*** Opening of Data extract ***

use super::{DecodeError, LedgerStore, TxnError, Versioned};
use crate::account::{Account, Holding};
use crate::events::Activity;
use crate::position::PerpPosition;
use crate::stats::FeeStats;
use crate::ticker::Ticker;
use crate::types::{AccountId, ActivityId, HoldingId, PositionId, TickerId};
use serde::de::DeserializeOwned;
use serde::Serialize;
use std::fmt;

/// Address of a stored document. Holdings, positions and activities are
/// scoped under their account.
#[derive(Debug, Clone, Copy, PartialEq, Eq, Hash, PartialOrd, Ord)]
pub enum RecordKey {
    Account(AccountId),
    Ticker(TickerId),
    Holding(AccountId, TickerId, HoldingId),
    Position(AccountId, PositionId),
    Activity(AccountId, ActivityId),
    Stats,
}

impl fmt::Display for RecordKey {
    fn fmt(&self, f: &mut fmt::Formatter<'_>) -> fmt::Result {
        match self {
            RecordKey::Account(a) => write!(f, "accounts/{}", a),
            RecordKey::Ticker(t) => write!(f, "tickers/{}", t),
            RecordKey::Holding(a, t, h) => write!(f, "accounts/{}/holdings/{}/{}", a, t, h),
            RecordKey::Position(a, p) => write!(f, "accounts/{}/positions/{}", a, p),
            RecordKey::Activity(a, e) => write!(f, "accounts/{}/activity/{}", a, e),
            RecordKey::Stats => write!(f, "stats/fees"),
        }
    }
}

/// A typed document. Decoding always runs `validate`, so a record that
/// breaks its own invariants never reaches business logic.
pub trait Record: Serialize + DeserializeOwned + Send {
    const KIND: &'static str;

    fn key(&self) -> RecordKey;

    fn validate(&self) -> Result<(), String>;

    fn decode(key: RecordKey, stored: &Versioned) -> Result<Self, DecodeError> {
        let record: Self = serde_json::from_value(stored.doc.clone()).map_err(|e| DecodeError {
            kind: Self::KIND,
            key,
            reason: e.to_string(),
        })?;
        record.validate().map_err(|reason| DecodeError {
            kind: Self::KIND,
            key,
            reason,
        })?;
        Ok(record)
    }

    fn encode(&self) -> Result<serde_json::Value, TxnError> {
        serde_json::to_value(self).map_err(|e| TxnError::Encode {
            kind: Self::KIND,
            reason: e.to_string(),
        })
    }
}

impl Record for Account {
    const KIND: &'static str = "account";

    fn key(&self) -> RecordKey {
        RecordKey::Account(self.id)
    }

    fn validate(&self) -> Result<(), String> {
        Account::validate(self)
    }
}

impl Record for Ticker {
    const KIND: &'static str = "ticker";

    fn key(&self) -> RecordKey {
        RecordKey::Ticker(self.id)
    }

    fn validate(&self) -> Result<(), String> {
        Ticker::validate(self)
    }
}

impl Record for Holding {
    const KIND: &'static str = "holding";

    fn key(&self) -> RecordKey {
        RecordKey::Holding(self.account_id, self.ticker_id, self.id)
    }

    fn validate(&self) -> Result<(), String> {
        Holding::validate(self)
    }
}

impl Record for PerpPosition {
    const KIND: &'static str = "position";

    fn key(&self) -> RecordKey {
        RecordKey::Position(self.account_id, self.id)
    }

    fn validate(&self) -> Result<(), String> {
        PerpPosition::validate(self)
    }
}

impl Record for Activity {
    const KIND: &'static str = "activity";

    fn key(&self) -> RecordKey {
        RecordKey::Activity(self.account_id, self.id)
    }

    fn validate(&self) -> Result<(), String> {
        if self.value.is_negative() || self.fee.is_negative() {
            return Err(format!("activity {} has negative amounts", self.id));
        }
        Ok(())
    }
}

impl Record for FeeStats {
    const KIND: &'static str = "stats";

    fn key(&self) -> RecordKey {
        RecordKey::Stats
    }

    fn validate(&self) -> Result<(), String> {
        FeeStats::validate(self)
    }
}

/// Reads one record outside any transaction.
pub fn load<T: Record>(store: &dyn LedgerStore, key: RecordKey) -> Result<Option<T>, TxnError> {
    match store.get(&key)? {
        Some(stored) => Ok(Some(T::decode(key, &stored)?)),
        None => Ok(None),
    }
}

/// Decodes a batch of stored documents of one kind.
pub fn load_all<T: Record>(stored: Vec<(RecordKey, Versioned)>) -> Result<Vec<T>, TxnError> {
    stored
        .iter()
        .map(|(key, doc)| T::decode(*key, doc).map_err(TxnError::from))
        .collect()
}
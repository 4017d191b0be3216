//! Perpetual position open and close.
//!
//! Oracle prices are fetched before the transaction starts. Everything that
//! depends on stored state (balance, status) is checked inside it.

use super::core::{require_account, Engine};
use super::results::{CloseResult, EngineError, OpenResult, PositionPreview};
use crate::events::{Activity, ActivityDetail, ActivityKind, PerpAction};
use crate::ledger::{RecordKey, Txn};
use crate::liquidation::{calculate_liquidation_price, is_breached, maintenance_margin_fraction};
use crate::margin::{calculate_margin_requirement, effective_leverage, size_position, to_local, to_usd};
use crate::market::{MarketError, PairConfig};
use crate::position::{PerpPosition, PositionStatus};
use crate::stats::StatsDelta;
use crate::types::{checked, AccountId, Leverage, PositionId, Price, Quote, Side};
use rust_decimal::Decimal;
use serde::{Deserialize, Serialize};
use tracing::{info, warn};

#[derive(Debug, Clone, Serialize, Deserialize)]
pub struct OpenPositionRequest {
    pub pair: String,
    /// Ledger-currency collateral the caller wants to commit.
    pub collateral: Decimal,
    pub leverage: Decimal,
    pub side: Side,
}

pub(super) fn perp_detail(position: &PerpPosition, price: Price, realized_pnl: Option<Quote>) -> ActivityDetail {
    ActivityDetail::Perp(PerpAction {
        position_id: position.id,
        pair: position.pair.clone(),
        side: position.side,
        lots: position.lots,
        leverage: position.leverage.value(),
        price: price.value(),
        realized_pnl,
    })
}

pub(super) fn require_position(
    txn: &mut Txn<'_>,
    account_id: AccountId,
    position_id: PositionId,
) -> Result<PerpPosition, EngineError> {
    txn.get(RecordKey::Position(account_id, position_id))?
        .ok_or(EngineError::PositionNotFound(position_id))
}

/// Sizes a position against `oracle` and `quote_rate`. Pure.
pub fn build_preview(
    pair: &PairConfig,
    request: &OpenPositionRequest,
    oracle: Price,
    quote_rate: Decimal,
    engine_margin: &crate::margin::MarginParams,
) -> Result<PositionPreview, EngineError> {
    if request.collateral <= Decimal::ZERO {
        return Err(EngineError::InvalidAmount(format!(
            "collateral must be positive, got {}",
            request.collateral
        )));
    }
    if quote_rate <= Decimal::ZERO {
        return Err(EngineError::InvalidAmount(format!("quote rate must be positive, got {}", quote_rate)));
    }
    let requested = Leverage::new(request.leverage)
        .ok_or_else(|| EngineError::InvalidAmount(format!("leverage must be >= 1, got {}", request.leverage)))?;
    let leverage = effective_leverage(requested, engine_margin);

    let entry_price = pair.entry_price(oracle, request.side)?;
    let collateral_usd = to_usd(Quote::new(request.collateral), quote_rate)?;
    let lots = size_position(collateral_usd, entry_price, leverage, pair)?;
    let requirement = calculate_margin_requirement(lots, entry_price, leverage, pair, engine_margin)?;

    let mmf = maintenance_margin_fraction(leverage, engine_margin.maintenance_margin_ratio);
    let liquidation_price = calculate_liquidation_price(entry_price, leverage, request.side, mmf);

    let margin = to_local(requirement.initial, quote_rate)?;
    let fee = to_local(requirement.fee, quote_rate)?;
    let total_debit = checked(margin.checked_add(fee), "total_debit").map_err(MarketError::from)?;

    Ok(PositionPreview {
        pair: pair.symbol.clone(),
        side: request.side,
        oracle_price: oracle,
        entry_price,
        liquidation_price,
        lots,
        effective_leverage: leverage,
        position_value_usd: requirement.position_value,
        margin,
        fee,
        total_debit,
        quote_rate,
        instantly_liquidated: is_breached(request.side, oracle, liquidation_price),
    })
}

impl Engine {
    /// Sizes a position at the current oracle price without writing anything.
    pub async fn preview_position(&self, request: &OpenPositionRequest) -> Result<PositionPreview, EngineError> {
        let pair = self.config.pair(&request.pair)?;
        let oracle = self.oracle.asset_price_usd(&pair.asset_id).await?;
        let quote_rate = self.oracle.quote_rate().await?;
        build_preview(pair, request, oracle, quote_rate, &self.config.margin)
    }

    pub async fn open_position(&self, caller: AccountId, request: OpenPositionRequest) -> Result<OpenResult, EngineError> {
        let preview = self.preview_position(&request).await?;
        let pair = self.config.pair(&request.pair)?;
        let position_id = PositionId::generate();
        let now = self.time();
        let bucket = self.fee_bucket(caller);

        let (result, _) = self
            .transact("open_position", |txn| {
                let mut account = require_account(txn, caller)?;
                account.debit(preview.total_debit)?;

                let mut position = PerpPosition {
                    id: position_id,
                    account_id: caller,
                    pair: pair.symbol.clone(),
                    asset_id: pair.asset_id.clone(),
                    side: preview.side,
                    leverage: preview.effective_leverage,
                    lots: preview.lots,
                    contract_multiplier: pair.contract_multiplier,
                    collateral: preview.margin,
                    fee: preview.fee,
                    entry_price: preview.entry_price,
                    liquidation_price: preview.liquidation_price,
                    quote_rate: preview.quote_rate,
                    status: PositionStatus::Open,
                    exit_price: None,
                    realized_pnl: None,
                    opened_at: now,
                    closed_at: None,
                };

                txn.put(&Activity::new(
                    caller,
                    ActivityKind::PerpOpen,
                    now,
                    preview.margin,
                    preview.fee,
                    perp_detail(&position, preview.entry_price, None),
                ))?;

                if preview.instantly_liquidated {
                    let settlement = position.liquidate(preview.oracle_price, now)?;
                    txn.merge_stats(StatsDelta::liquidation());
                    txn.put(&Activity::new(
                        caller,
                        ActivityKind::Liquidation,
                        now,
                        position.collateral,
                        Quote::zero(),
                        perp_detail(&position, preview.oracle_price, Some(settlement.realized_pnl)),
                    ))?;
                }

                txn.put(&position)?;
                txn.put(&account)?;
                txn.merge_stats(StatsDelta::fee(preview.fee, bucket));

                Ok(OpenResult {
                    is_liquidated: !position.is_open(),
                    position,
                    debited: preview.total_debit,
                    new_balance: account.balance,
                })
            })
            .await?;

        if result.is_liquidated {
            warn!(
                account = %caller,
                position = %position_id,
                oracle = %preview.oracle_price,
                liquidation_price = %preview.liquidation_price,
                "position liquidated at open"
            );
        } else {
            info!(
                account = %caller,
                position = %position_id,
                pair = %pair.symbol,
                side = %preview.side,
                lots = %preview.lots,
                entry = %preview.entry_price,
                liquidation_price = %preview.liquidation_price,
                "position opened"
            );
        }
        Ok(result)
    }

    pub async fn close_position(&self, caller: AccountId, position_id: PositionId) -> Result<CloseResult, EngineError> {
        let snapshot = self
            .get_position(caller, position_id)?
            .ok_or(EngineError::PositionNotFound(position_id))?;
        if !snapshot.is_open() {
            return Err(crate::position::PositionError::NotOpen {
                id: position_id,
                status: snapshot.status,
            }
            .into());
        }

        let pair = self.config.pair(&snapshot.pair)?;
        let oracle = self.oracle.asset_price_usd(&snapshot.asset_id).await?;
        let quote_rate = self.oracle.quote_rate().await?;
        let exit_price = pair.exit_price(oracle, snapshot.side)?;
        let now = self.time();

        let (result, _) = self
            .transact("close_position", |txn| {
                let mut position = require_position(txn, caller, position_id)?;
                let mut account = require_account(txn, caller)?;

                let settlement = position.close(exit_price, quote_rate, now)?;
                account.credit(settlement.payout)?;

                txn.put(&position)?;
                txn.put(&account)?;
                txn.put(&Activity::new(
                    caller,
                    ActivityKind::PerpClose,
                    now,
                    settlement.payout,
                    Quote::zero(),
                    perp_detail(&position, exit_price, Some(settlement.realized_pnl)),
                ))?;

                Ok(CloseResult {
                    position_id,
                    exit_price,
                    realized_pnl: settlement.realized_pnl,
                    payout: settlement.payout,
                    new_balance: account.balance,
                })
            })
            .await?;

        info!(
            account = %caller,
            position = %position_id,
            exit = %exit_price,
            pnl = %result.realized_pnl,
            payout = %result.payout,
            "position closed"
        );
        Ok(result)
    }
}
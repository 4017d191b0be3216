//! Constant-product bonding curve pricing.
//!
//! A ticker's curve is the pair `(market_cap, supply)` with
//! `price = market_cap / supply`. Each trade holds `k = market_cap * supply`
//! fixed for its own duration: buys push reserve into `market_cap` and pull
//! tokens out of `supply`, sells do the reverse.
//!
//! Every intermediate goes through checked arithmetic. An unrepresentable
//! value aborts the quote with [`CurveError::PricingCorruption`] so nothing
//! downstream can persist a poisoned curve.

use crate::types::{Bps, Quote, Timestamp};
use rust_decimal::prelude::*;
use rust_decimal_macros::dec;
use serde::{Deserialize, Serialize};

#[derive(Debug, Clone, Serialize, Deserialize)]
#[serde(default)]
pub struct CurveParams {
    pub trade_fee: Bps,
    /// Holdings below this are treated as empty.
    pub dust_threshold: Decimal,
    pub max_chart_points: usize,
    pub creation_fee_tiers: Vec<CreationFeeTier>,
}

impl Default for CurveParams {
    fn default() -> Self {
        Self {
            trade_fee: Bps::new(20),
            dust_threshold: dec!(0.000001),
            max_chart_points: 200,
            creation_fee_tiers: vec![
                CreationFeeTier {
                    max_market_cap: Quote::new(dec!(100_000)),
                    fee: Quote::new(dec!(1_000)),
                },
                CreationFeeTier {
                    max_market_cap: Quote::new(dec!(500_000)),
                    fee: Quote::new(dec!(2_500)),
                },
                CreationFeeTier {
                    max_market_cap: Quote::new(dec!(1_000_000)),
                    fee: Quote::new(dec!(5_000)),
                },
                CreationFeeTier {
                    max_market_cap: Quote::new(dec!(10_000_000)),
                    fee: Quote::new(dec!(10_000)),
                },
            ],
        }
    }
}

#[derive(Debug, Clone, Serialize, Deserialize)]
pub struct CreationFeeTier {
    pub max_market_cap: Quote,
    pub fee: Quote,
}

#[derive(Debug, Clone, Copy, PartialEq, Eq, Serialize, Deserialize)]
pub struct CurveState {
    pub market_cap: Decimal,
    pub supply: Decimal,
}

impl CurveState {
    pub fn new(market_cap: Decimal, supply: Decimal) -> Result<Self, CurveError> {
        if market_cap <= Decimal::ZERO || supply <= Decimal::ZERO {
            return Err(CurveError::InvalidCurve { market_cap, supply });
        }
        Ok(Self { market_cap, supply })
    }

    /// `market_cap / supply`. A quotient too small to represent rounds to
    /// zero and is rejected along with any other non-positive result.
    pub fn price(&self) -> Result<Decimal, CurveError> {
        let price = guard(self.market_cap.checked_div(self.supply), "price")?;
        if price <= Decimal::ZERO {
            return Err(CurveError::PricingCorruption("price"));
        }
        Ok(price)
    }

    pub fn k(&self) -> Result<Decimal, CurveError> {
        guard(self.market_cap.checked_mul(self.supply), "k")
    }
}

#[derive(Debug, Clone, PartialEq, Eq, Serialize, Deserialize)]
pub struct BuyQuote {
    pub ngn_amount: Quote,
    pub fee: Quote,
    pub ngn_for_curve: Quote,
    pub tokens_out: Decimal,
    pub price_before: Decimal,
    pub price_after: Decimal,
    /// Cost per token including the fee. Used as this trade's cost basis.
    pub avg_price: Decimal,
    pub after: CurveState,
}

#[derive(Debug, Clone, PartialEq, Eq, Serialize, Deserialize)]
pub struct SellQuote {
    pub token_amount: Decimal,
    pub ngn_before_fee: Quote,
    pub fee: Quote,
    pub ngn_to_user: Quote,
    pub price_before: Decimal,
    pub price_after: Decimal,
    pub after: CurveState,
}

#[derive(Debug, Clone, PartialEq, Eq, thiserror::Error)]
pub enum CurveError {
    #[error("Amount must be positive, got {0}")]
    InvalidAmount(Decimal),

    #[error("Invalid curve state: market cap {market_cap}, supply {supply}")]
    InvalidCurve { market_cap: Decimal, supply: Decimal },

    #[error("Trade yields no tokens")]
    ZeroOutput,

    #[error("Sale proceeds would be negative: {0}")]
    NegativeProceeds(Decimal),

    #[error("Pricing corruption while computing {0}")]
    PricingCorruption(&'static str),
}

fn guard(value: Option<Decimal>, what: &'static str) -> Result<Decimal, CurveError> {
    value.ok_or(CurveError::PricingCorruption(what))
}

pub fn trade_fee(amount: Decimal, params: &CurveParams) -> Result<Decimal, CurveError> {
    guard(amount.checked_mul(params.trade_fee.as_fraction()), "fee")
}

/// Prices a buy of `ngn_amount` (fee inclusive) against the current curve.
pub fn quote_buy(
    state: &CurveState,
    ngn_amount: Decimal,
    params: &CurveParams,
) -> Result<BuyQuote, CurveError> {
    if ngn_amount <= Decimal::ZERO {
        return Err(CurveError::InvalidAmount(ngn_amount));
    }

    let k = state.k()?;
    let price_before = state.price()?;

    let fee = trade_fee(ngn_amount, params)?;
    let ngn_for_curve = guard(ngn_amount.checked_sub(fee), "ngn_for_curve")?;
    let new_market_cap = guard(state.market_cap.checked_add(ngn_for_curve), "new_market_cap")?;
    let new_supply = guard(k.checked_div(new_market_cap), "new_supply")?;
    let tokens_out = guard(state.supply.checked_sub(new_supply), "tokens_out")?;

    if tokens_out <= Decimal::ZERO || new_supply <= Decimal::ZERO {
        return Err(CurveError::ZeroOutput);
    }

    let after = CurveState {
        market_cap: new_market_cap,
        supply: new_supply,
    };
    let price_after = after.price()?;
    let avg_price = guard(ngn_amount.checked_div(tokens_out), "avg_price")?;

    Ok(BuyQuote {
        ngn_amount: Quote::new(ngn_amount),
        fee: Quote::new(fee),
        ngn_for_curve: Quote::new(ngn_for_curve),
        tokens_out,
        price_before,
        price_after,
        avg_price,
        after,
    })
}

/// Prices a sale of `token_amount` back into the curve.
pub fn quote_sell(
    state: &CurveState,
    token_amount: Decimal,
    params: &CurveParams,
) -> Result<SellQuote, CurveError> {
    if token_amount <= Decimal::ZERO {
        return Err(CurveError::InvalidAmount(token_amount));
    }

    let k = state.k()?;
    let price_before = state.price()?;

    let new_supply = guard(state.supply.checked_add(token_amount), "new_supply")?;
    let new_market_cap = guard(k.checked_div(new_supply), "new_market_cap")?;
    let ngn_before_fee = guard(state.market_cap.checked_sub(new_market_cap), "ngn_out")?;
    let fee = trade_fee(ngn_before_fee, params)?;
    let ngn_to_user = guard(ngn_before_fee.checked_sub(fee), "ngn_to_user")?;

    if ngn_to_user < Decimal::ZERO {
        return Err(CurveError::NegativeProceeds(ngn_to_user));
    }
    if new_market_cap <= Decimal::ZERO {
        return Err(CurveError::PricingCorruption("new_market_cap"));
    }

    let after = CurveState {
        market_cap: new_market_cap,
        supply: new_supply,
    };
    let price_after = after.price()?;

    Ok(SellQuote {
        token_amount,
        ngn_before_fee: Quote::new(ngn_before_fee),
        fee: Quote::new(fee),
        ngn_to_user: Quote::new(ngn_to_user),
        price_before,
        price_after,
        after,
    })
}

/// Fee charged to list a new ticker, chosen by its opening market cap.
pub fn creation_fee(initial_market_cap: Quote, params: &CurveParams) -> Quote {
    for tier in &params.creation_fee_tiers {
        if initial_market_cap.value() <= tier.max_market_cap.value() {
            return tier.fee;
        }
    }
    params
        .creation_fee_tiers
        .last()
        .map(|t| t.fee)
        .unwrap_or_else(Quote::zero)
}

/// `0.7 * ln(1 + volume) + 0.3 * momentum`, where falling prices count half.
pub fn trending_score(volume_24h: Decimal, price_change_24h: Decimal) -> Result<Decimal, CurveError> {
    let base = guard(Decimal::ONE.checked_add(volume_24h.max(Decimal::ZERO)), "volume")?;
    let ln_volume = guard(base.checked_ln(), "ln_volume")?;
    let momentum = if price_change_24h > Decimal::ZERO {
        price_change_24h
    } else {
        price_change_24h / dec!(2)
    };
    guard(
        (dec!(0.7) * ln_volume).checked_add(dec!(0.3) * momentum),
        "trending_score",
    )
}

/// Percent change of `price_now` against `reference`.
pub fn price_change_pct(reference: Decimal, price_now: Decimal) -> Result<Decimal, CurveError> {
    if reference <= Decimal::ZERO {
        return Ok(Decimal::ZERO);
    }
    let delta = guard(price_now.checked_sub(reference), "price_delta")?;
    let ratio = guard(delta.checked_div(reference), "price_ratio")?;
    guard(ratio.checked_mul(dec!(100)), "price_change")
}

/// Window the 24h change is measured against.
pub fn day_ago(now: Timestamp) -> Timestamp {
    now.minus_millis(Timestamp::DAY_MS)
}
//! The session/source data model.

use crate::ids::{RequestId, SourceId};

/// The kind of media a source carries.
#[derive(Debug, Clone, Copy, PartialEq, Eq, Hash)]
pub enum SourceType {
    /// Audio elementary stream.
    Audio,
    /// Video elementary stream.
    Video,
    /// Subtitle/text stream.
    Subtitle,
}

/// The only session type the data model names. Reserved for future
/// extension the way the original source reserves it.
#[derive(Debug, Clone, Copy, PartialEq, Eq, Hash, Default)]
pub enum MediaType {
    /// Media Source Extensions-style session.
    #[default]
    Mse,
}

/// Codec-specific stream attributes carried by `attachSource`.
///
/// Represented as a closed struct of optional fields rather than an open
/// map: the set of attributes a caps negotiation actually uses is fixed.
#[derive(Debug, Clone, Default, PartialEq)]
pub struct Caps {
    /// MIME type, e.g. `"audio/mpeg"`.
    pub mime_type: String,
    /// Sample rate in Hz, for audio sources.
    pub sample_rate: Option<u32>,
    /// Channel count, for audio sources.
    pub channels: Option<u16>,
    /// Frame width in pixels, for video sources.
    pub width: Option<u32>,
    /// Frame height in pixels, for video sources.
    pub height: Option<u32>,
    /// Frame rate, for video sources.
    pub frame_rate: Option<f32>,
    /// Out-of-band codec-private data (e.g. `avcC`, codec init segment).
    pub codec_data: Option<Vec<u8>>,
}

/// CENC cipher mode for an encrypted segment.
#[derive(Debug, Clone, Copy, PartialEq, Eq, Hash)]
pub enum CipherMode {
    /// AES-CTR ("cenc").
    Cenc,
    /// AES-CBC ("cbcs").
    Cbcs,
}

/// Pattern encryption (`{crypt, skip}` block counts) for `cbcs`/`cbc1`.
#[derive(Debug, Clone, Copy, PartialEq, Eq, Hash, Default)]
pub struct EncryptionPattern {
    /// Number of 16-byte blocks encrypted.
    pub crypt: u32,
    /// Number of 16-byte blocks left in the clear.
    pub skip: u32,
}

/// One CENC subsample: a clear run followed by an encrypted run.
#[derive(Debug, Clone, Copy, PartialEq, Eq, Hash)]
pub struct SubSample {
    /// Bytes of clear data preceding the encrypted run.
    pub clear_bytes: u16,
    /// Bytes of encrypted data following the clear run.
    pub encrypted_bytes: u32,
}

/// A single encoded media segment as written by the client and decoded by
/// `FrameReader` from shared memory.
#[derive(Debug, Clone, PartialEq)]
pub struct MediaSegment {
    /// The source this segment belongs to.
    pub source_id: SourceId,
    /// Presentation timestamp, nanoseconds.
    pub timestamp_ns: i64,
    /// Sample duration, nanoseconds.
    pub duration_ns: i64,
    /// Offset of the payload within the shared-memory slot.
    pub data_offset: u32,
    /// Length of the payload in bytes.
    pub data_length: u32,
    /// Whether this segment is DRM-encrypted.
    pub is_encrypted: bool,
    /// Key id for the decryptor, present when `is_encrypted`.
    pub key_id: Vec<u8>,
    /// Initialization vector, present when `is_encrypted`.
    pub init_vector: Vec<u8>,
    /// CENC subsample map, present when `is_encrypted`.
    pub sub_samples: Vec<SubSample>,
    /// The DRM session this segment is scoped to.
    pub media_key_session_id: Option<String>,
    /// Whether the IV should be derived from the last 15 bytes (legacy CENC
    /// quirk some streams rely on).
    pub init_with_last15: bool,
    /// Cipher mode, present when `is_encrypted`.
    pub cipher_mode: Option<CipherMode>,
    /// Pattern encryption parameters, present for `cbcs`.
    pub encryption_pattern: Option<EncryptionPattern>,
    /// Audio clipping start, nanoseconds (audio sources only).
    pub clipping_start_ns: Option<i64>,
    /// Audio clipping end, nanoseconds (audio sources only).
    pub clipping_end_ns: Option<i64>,
    /// Frame width in pixels (video sources only).
    pub width: Option<u32>,
    /// Frame height in pixels (video sources only).
    pub height: Option<u32>,
    /// Frame rate (video sources only).
    pub frame_rate: Option<f32>,
    /// Per-sample codec data override, when the stream signals in-band
    /// codec changes.
    pub codec_data: Option<Vec<u8>>,
}

/// The shared-memory slot designated for one `NeedData` round.
#[derive(Debug, Clone, Copy, PartialEq, Eq)]
pub struct ShmSlot {
    /// Offset of the metadata prefix within the shared-memory region.
    pub metadata_offset: u32,
    /// Maximum bytes available to the metadata prefix.
    pub metadata_max_bytes: u32,
    /// Offset of the payload region within the shared-memory region.
    pub data_offset: u32,
    /// Maximum bytes available to payloads.
    pub data_max_bytes: u32,
}

/// One outstanding need-data/have-data transaction for a source.
///
/// Only one may be outstanding per source at a time (data-model invariant).
#[derive(Debug, Clone, Copy, PartialEq, Eq)]
pub struct NeedDataRequest {
    /// Monotonic id, scoped to the owning session.
    pub request_id: RequestId,
    /// The source this request was issued for.
    pub source_id: SourceId,
    /// Maximum number of frames the client may write.
    pub max_frames: u32,
    /// The slot the client should write into.
    pub shm_slot: ShmSlot,
}

/// Opaque handle to an attached ingress element inside the pipeline.
///
/// The concrete element lives in `rialto-media-pipeline`; sessions only
/// need to carry this handle, never dereference it.
#[derive(Debug, Clone, Copy, PartialEq, Eq, Hash)]
pub struct AppSrcHandle(pub u64);

/// A source attached to a session via `attachSource`.
#[derive(Debug, Clone)]
pub struct SourceRecord {
    /// Id unique within the owning session.
    pub source_id: SourceId,
    /// Elementary stream kind.
    pub source_type: SourceType,
    /// Negotiated caps.
    pub caps: Caps,
    /// The ingress element this source pushes into, once attached.
    pub app_src: Option<AppSrcHandle>,
    /// True when the pipeline is currently hungry for this source.
    pub need_data: bool,
    /// True while a `NeedData` is outstanding (the singleton invariant).
    pub need_data_pending: bool,
    /// Outstanding request, if `need_data_pending`.
    pub outstanding_request: Option<NeedDataRequest>,
    /// Position to seek to once the first buffer is pushed, if a seek was
    /// requested before any data arrived.
    pub pending_initial_position: Option<i64>,
    /// Set by the underflow-signal callback; cleared on the next push.
    pub underflow_occurred: bool,
    /// True once at least one segment has been pushed for this source.
    pub data_pushed: bool,
    /// Buffers queued before the source was wired into the pipeline.
    pub buffers: Vec<MediaSegment>,
}

impl SourceRecord {
    /// Creates a freshly-attached source record with no pending work.
    pub fn new(source_id: SourceId, source_type: SourceType, caps: Caps) -> Self {
        Self {
            source_id,
            source_type,
            caps,
            app_src: None,
            need_data: false,
            need_data_pending: false,
            outstanding_request: None,
            pending_initial_position: None,
            underflow_occurred: false,
            data_pushed: false,
            buffers: Vec::new(),
        }
    }
}

#[cfg(test)]
mod tests {
    use super::*;

    #[test]
    fn new_source_record_has_no_outstanding_request() {
        let record = SourceRecord::new(SourceId::from_raw(0), SourceType::Audio, Caps::default());
        assert!(!record.need_data_pending);
        assert!(record.outstanding_request.is_none());
        assert!(record.buffers.is_empty());
    }
}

*** Close of Data extract ***

Retype, exactly as written, everything from the first line of the data above through the line containing "use crate::ticker::Ticker;". Nothing else should appear.

use super::{DecodeError, LedgerStore, TxnError, Versioned};
use crate::account::{Account, Holding};
use crate::events::Activity;
use crate::position::PerpPosition;
use crate::stats::FeeStats;
use crate::ticker::Ticker;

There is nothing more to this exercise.